The partnership that failed: EU-Russia relations and the war in Ukraine

ABSTRACT

Between 2014 and 2021, the EU’s relationship with Russia oscillated between the ever more elusive quest for a mutually acceptable geopolitical balance and increasing conflict. The conflict focused primarily on the future of Ukraine . Three new books analyse essential parts of this conundrum: the changing nature of the EU’s power in the context of the Ukraine conflict, the long-standing EU-Russia business and energy relationship, and the self-image and external perceptions of EU foreign policy towards Ukraine. While written before the 2022 war, the books remain highly relevant because they dissect an ongoing process of changing EU actorness in its Eastern neighbourhood. In order to analyse the path to the 2022 war and its aftermath, future research must expand on this scholarship by enlarging the spectrum of theoretical approaches while navigating the new constraints that the war and the ensuing tense policy debates have put on empirical work.
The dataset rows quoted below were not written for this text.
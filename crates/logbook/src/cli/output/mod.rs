//! Output formatting utilities

use console::{style, Style};

/// Print a success message
pub fn success(message: &str) {
    println!("{} {}", style("✓").green().bold(), message);
}

/// Print an error message
pub fn error(message: &str) {
    eprintln!("{} {}", style("✗").red().bold(), message);
}

/// Print a warning message
pub fn warning(message: &str) {
    println!("{} {}", style("!").yellow().bold(), message);
}

/// Print an info message
pub fn info(message: &str) {
    println!("{} {}", style("→").blue(), message);
}

/// Create a styled header
pub fn header(text: &str) -> String {
    style(text).bold().to_string()
}

/// Create a styled key-value line
pub fn key_value(key: &str, value: &str) -> String {
    format!("  {}: {}", style(key).dim(), value)
}

/// Style for change-set titles
pub fn title_style() -> Style {
    Style::new().green().bold()
}

/// Style for paths
pub fn path_style() -> Style {
    Style::new().cyan()
}

/// Join a list for display, or `-` when it is empty
pub fn list_or_dash(items: &[String]) -> String {
    if items.is_empty() {
        "-".to_string()
    } else {
        items.join(", ")
    }
}
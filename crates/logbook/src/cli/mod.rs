//! CLI definition and command handling

pub mod commands;
pub mod output;

use std::path::PathBuf;

use clap::{Parser, Subcommand};

use commands::{InspectCommand, ListCommand, NotifyCommand, UpdateCommand};

/// Logbook - keeps per-directory changelogs up to date from git history
#[derive(Debug, Parser)]
#[command(name = "logbook")]
#[command(author, version, about, long_about = None)]
#[command(propagate_version = true)]
pub struct Cli {
    /// Enable verbose output
    #[arg(short, long, global = true)]
    pub verbose: bool,

    /// Suppress output except errors
    #[arg(short, long, global = true, conflicts_with = "verbose")]
    pub quiet: bool,

    /// Output format
    #[arg(long, global = true, default_value = "text")]
    pub format: OutputFormat,

    /// Directory to run in (defaults to the current directory)
    #[arg(short = 'C', long, global = true)]
    pub directory: Option<PathBuf>,

    #[command(subcommand)]
    pub command: Commands,
}

/// Output format for CLI
#[derive(Debug, Clone, Copy, Default, PartialEq, Eq, clap::ValueEnum)]
pub enum OutputFormat {
    /// Human-readable text output
    #[default]
    Text,
    /// JSON output
    Json,
}

/// Available commands
#[derive(Debug, Subcommand)]
pub enum Commands {
    /// Add a change-set to every changelog with new commits
    Update(UpdateCommand),

    /// Announce changelogs changed between two revisions on Slack
    Notify(NotifyCommand),

    /// Show how a changelog file parses
    Inspect(InspectCommand),

    /// List the changelogs that would be maintained
    List(ListCommand),
}

impl Cli {
    /// Execute the CLI command
    pub fn execute(self) -> anyhow::Result<()> {
        match self.command {
            Commands::Update(ref cmd) => cmd.execute(&self),
            Commands::Notify(ref cmd) => cmd.execute(&self),
            Commands::Inspect(ref cmd) => cmd.execute(&self),
            Commands::List(ref cmd) => cmd.execute(&self),
        }
    }

    /// Directory the command starts from
    pub fn start_dir(&self) -> anyhow::Result<PathBuf> {
        match &self.directory {
            Some(dir) => Ok(dir.clone()),
            None => Ok(std::env::current_dir()?),
        }
    }
}
//! Logbook Delivery - getting changelog updates in front of people
//!
//! Opens pull requests for updated changelogs on GitHub and announces merged
//! changes to a Slack incoming webhook.

pub mod error;
pub mod github;
pub mod slack;

#[cfg(test)]
mod mock;

pub use error::{DeliveryError, Result};
pub use github::{GitHubClient, NewPullRequest, PullRequest, PullRequestProposal};
pub use slack::{convert_markdown_links_to_slack_style, Announcement, SlackNotifier};
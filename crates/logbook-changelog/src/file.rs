//! Reading and writing changelog files

use std::io::ErrorKind;
use std::path::Path;

use logbook_core::error::ChangelogError;
use tracing::{debug, instrument};

use crate::parser::parse;
use crate::types::Changelog;

/// Read and parse a changelog file
#[instrument(fields(path = %path.display()))]
pub fn read_changelog(path: &Path) -> Result<Changelog, ChangelogError> {
    let content = std::fs::read_to_string(path).map_err(|e| match e.kind() {
        ErrorKind::NotFound => ChangelogError::FileNotFound(path.to_path_buf()),
        ErrorKind::InvalidData => ChangelogError::InvalidEncoding(path.to_path_buf()),
        _ => ChangelogError::Io(e),
    })?;

    let changelog = parse(&content);
    debug!(
        change_sets = changelog.change_sets.len(),
        last_ran = ?changelog.last_ran,
        "changelog read"
    );
    Ok(changelog)
}

/// Write rendered changelog text
#[instrument(skip(content), fields(path = %path.display(), len = content.len()))]
pub fn write_changelog(path: &Path, content: &str) -> Result<(), ChangelogError> {
    std::fs::write(path, content).map_err(|e| ChangelogError::WriteFailed {
        path: path.to_path_buf(),
        reason: e.to_string(),
    })
}
//! Header / body / footer splitting

use crate::patterns::{DELIMITER, RUN_METADATA_MARKER};

/// Raw, untrimmed sections of a changelog
#[derive(Debug, Clone, Copy, PartialEq, Eq)]
pub struct Sections<'a> {
    /// Text before the first delimiter line
    pub header: Option<&'a str>,
    /// Everything between the header and the footer
    pub body: &'a str,
    /// Text after the last delimiter line
    pub footer: Option<&'a str>,
}

/// Split text on delimiter lines.
///
/// With a single delimiter the right side is sniffed for `Last ran:` to tell a
/// footer from a body. A header that itself mentions `Last ran:` is therefore
/// misread as a footer; the convention accepts that ambiguity.
pub fn split_sections(text: &str) -> Sections<'_> {
    let delimiters: Vec<_> = DELIMITER.find_iter(text).collect();

    match delimiters.as_slice() {
        [] => Sections {
            header: None,
            body: text,
            footer: None,
        },
        [only] => {
            let left = &text[..only.start()];
            let right = &text[only.end()..];
            if right.contains(RUN_METADATA_MARKER) {
                Sections {
                    header: None,
                    body: left,
                    footer: Some(right),
                }
            } else {
                Sections {
                    header: Some(left),
                    body: right,
                    footer: None,
                }
            }
        }
        [first, .., last] => Sections {
            header: Some(&text[..first.start()]),
            body: &text[first.end()..last.start()],
            footer: Some(&text[last.end()..]),
        },
    }
}
//! Report encoder - the device-role end of the pipeline.
//!
//! Drains the output queue in FIFO order, serialises each event into
//! its wire format and hands it to the [`ReportSink`]. Delivery is
//! at-most-once: when the sink's interface is not ready the event is
//! dropped, never requeued - retrying would block the cooperative
//! loop.

use crate::config::{ITF_NUM_HID, KEYBOARD_WIRE_LEN, MOUSE_WIRE_LEN, REPORT_ID_KEYBOARD, REPORT_ID_MOUSE};
use crate::events::{OutputEvent, OutputQueue};

/// Capability for handing finished reports to the device transport.
pub trait ReportSink {
    /// Whether the HID interface can accept a report right now.
    fn is_ready(&mut self, interface: u8) -> bool;

    /// Hand a serialised report to the transport. Returns `false`
    /// when the transport rejected it.
    fn send_report(&mut self, interface: u8, report_id: u8, data: &[u8]) -> bool;
}

/// Encode and send every queued output event.
///
/// Returns the number of reports accepted by the sink.
pub fn drain(queue: &mut OutputQueue, sink: &mut impl ReportSink) -> usize {
    let mut sent = 0;
    let mut buf = [0u8; KEYBOARD_WIRE_LEN];

    while let Some(event) = queue.dequeue() {
        if !sink.is_ready(ITF_NUM_HID) {
            // Transport busy: the event is dropped, not requeued.
            continue;
        }

        let (report_id, len) = match event {
            OutputEvent::Keyboard(kbd) => (REPORT_ID_KEYBOARD, kbd.serialize(&mut buf)),
            OutputEvent::Mouse(mouse) => (REPORT_ID_MOUSE, mouse.serialize(&mut buf)),
        };
        debug_assert!(len == KEYBOARD_WIRE_LEN || len == MOUSE_WIRE_LEN);

        if sink.send_report(ITF_NUM_HID, report_id, &buf[..len]) {
            sent += 1;
        }
    }

    sent
}
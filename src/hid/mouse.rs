//! Mouse report - inbound boot layout and outbound wire format.
//!
//! Inbound (from an attached mouse, 3-4 bytes):
//! ```text
//! Byte 0: Button bitfield
//!         Bit 0 = Left, Bit 1 = Right, Bit 2 = Middle
//! Byte 1: X displacement (signed, -127..127)
//! Byte 2: Y displacement (signed, -127..127)
//! Byte 3: Scroll wheel  (signed, optional)
//! ```
//!
//! Outbound (to the downstream host, 10 bytes): the combined
//! interface advertises 16-bit axes, so the 8-bit inbound deltas are
//! sign-extended:
//! ```text
//! Byte 0:   Report ID (1)
//! Byte 1:   Button bitfield (8 buttons)
//! Byte 2-3: X delta,  i16 little-endian
//! Byte 4-5: Y delta,  i16 little-endian
//! Byte 6-7: Wheel,    i16 little-endian
//! Byte 8-9: AC Pan,   reserved, always 0
//! ```

use crate::config::{MOUSE_WIRE_LEN, REPORT_ID_MOUSE};

/// Boot-protocol mouse report size in bytes (with wheel).
pub const MOUSE_REPORT_SIZE: usize = 4;

/// Canonical mouse state: the payload of mouse events.
#[derive(Clone, Copy, Default, Debug, PartialEq, Eq)]
#[cfg_attr(feature = "defmt", derive(defmt::Format))]
pub struct MouseReport {
    /// Button bitfield (bit 0 = left, bit 1 = right, bit 2 = middle).
    pub buttons: u8,
    /// Relative X movement (signed).
    pub x: i8,
    /// Relative Y movement (signed).
    pub y: i8,
    /// Scroll wheel delta (signed).
    pub wheel: i8,
}

impl MouseReport {
    /// Create an idle (no movement, no buttons) report.
    pub const fn empty() -> Self {
        Self {
            buttons: 0,
            x: 0,
            y: 0,
            wheel: 0,
        }
    }

    /// Parse from a boot-protocol report as delivered by an attached
    /// mouse. Accepts 3-byte (no wheel) or longer reports.
    pub fn from_boot_bytes(data: &[u8]) -> Option<Self> {
        if data.len() < 3 {
            return None;
        }
        Some(Self {
            buttons: data[0],
            x: data[1] as i8,
            y: data[2] as i8,
            wheel: if data.len() >= 4 { data[3] as i8 } else { 0 },
        })
    }

    /// Serialise into the outbound 16-bit wire format.
    /// Returns the number of bytes written (10), or 0 when `buf` is
    /// too small.
    pub fn serialize(&self, buf: &mut [u8]) -> usize {
        if buf.len() < MOUSE_WIRE_LEN {
            return 0;
        }
        buf[0] = REPORT_ID_MOUSE;
        buf[1] = self.buttons;
        buf[2..4].copy_from_slice(&(self.x as i16).to_le_bytes());
        buf[4..6].copy_from_slice(&(self.y as i16).to_le_bytes());
        buf[6..8].copy_from_slice(&(self.wheel as i16).to_le_bytes());
        // AC Pan is declared in the descriptor but never driven.
        buf[8] = 0;
        buf[9] = 0;
        MOUSE_WIRE_LEN
    }

    /// Returns `true` when no buttons are pressed and there is no
    /// movement.
    pub fn is_idle(&self) -> bool {
        self.buttons == 0 && self.x == 0 && self.y == 0 && self.wheel == 0
    }
}
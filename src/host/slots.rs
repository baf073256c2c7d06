//! Bounded arena of attached-device records.
//!
//! One slot per mounted HID interface, capacity
//! [`MAX_HID_DEVICES`](crate::config::MAX_HID_DEVICES). When the pool
//! is exhausted a newly mounted device is simply not tracked - its
//! reports are ignored until a slot frees up and it re-enumerates.
//! Lookups are a linear scan, which is fine at this capacity.

use crate::config::MAX_HID_DEVICES;
use crate::hid::report_protocol::ParsedDescriptor;
use crate::host::ItfProtocol;

/// Per-attached-interface record.
#[derive(Clone, Debug)]
pub struct DeviceSlot {
    pub address: u8,
    pub instance: u8,
    pub protocol: ItfProtocol,
    pub connected: bool,
    /// Field table from the device's report descriptor, when one was
    /// supplied at mount time and yielded at least one field.
    pub descriptor: Option<ParsedDescriptor>,
    pub has_keyboard: bool,
    pub has_mouse: bool,
}

/// Fixed-capacity pool of device slots.
#[derive(Default)]
pub struct SlotPool {
    slots: [Option<DeviceSlot>; MAX_HID_DEVICES],
}

impl SlotPool {
    pub const fn new() -> Self {
        Self {
            slots: [const { None }; MAX_HID_DEVICES],
        }
    }

    /// Claim a slot for a newly mounted interface.
    ///
    /// Any stale record for the same (address, instance) is released
    /// first, so at most one connected slot exists per pair. Returns
    /// `None` when every slot is taken by a connected device.
    pub fn claim(
        &mut self,
        address: u8,
        instance: u8,
        protocol: ItfProtocol,
    ) -> Option<&mut DeviceSlot> {
        self.release(address, instance);

        let idx = self
            .slots
            .iter()
            .position(|s| !matches!(s, Some(slot) if slot.connected))?;

        self.slots[idx] = Some(DeviceSlot {
            address,
            instance,
            protocol,
            connected: true,
            descriptor: None,
            has_keyboard: false,
            has_mouse: false,
        });
        self.slots[idx].as_mut()
    }

    /// The connected slot for (address, instance), if tracked.
    pub fn find(&self, address: u8, instance: u8) -> Option<&DeviceSlot> {
        self.slots.iter().flatten().find(|slot| {
            slot.connected && slot.address == address && slot.instance == instance
        })
    }

    /// Mark the matching slot disconnected, making it reusable.
    pub fn release(&mut self, address: u8, instance: u8) {
        if let Some(slot) = self.slots.iter_mut().flatten().find(|slot| {
            slot.connected && slot.address == address && slot.instance == instance
        }) {
            slot.connected = false;
        }
    }

    pub fn connected_count(&self) -> usize {
        self.slots
            .iter()
            .flatten()
            .filter(|slot| slot.connected)
            .count()
    }
}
The war unleashed by Russia against Ukraine in February 2022 has been broadly described as a turning point for European politics, security and economy. In the weeks preceding the Russian attack, the Kremlin addressed his demands for a new European security architecture primarily to the United States, and treated the European Union (EU) as Washington’s minor partner. Moreover, it snubbed Ukraine as a failed polity without a history of statehood, which the West merely used in an anti-Russian function (Putin Citation2022). Nonetheless, the most profound consequences of the war concern Ukraine’s relations with Russia and the EU, its place in European politics and the relationship between Russia and the EU.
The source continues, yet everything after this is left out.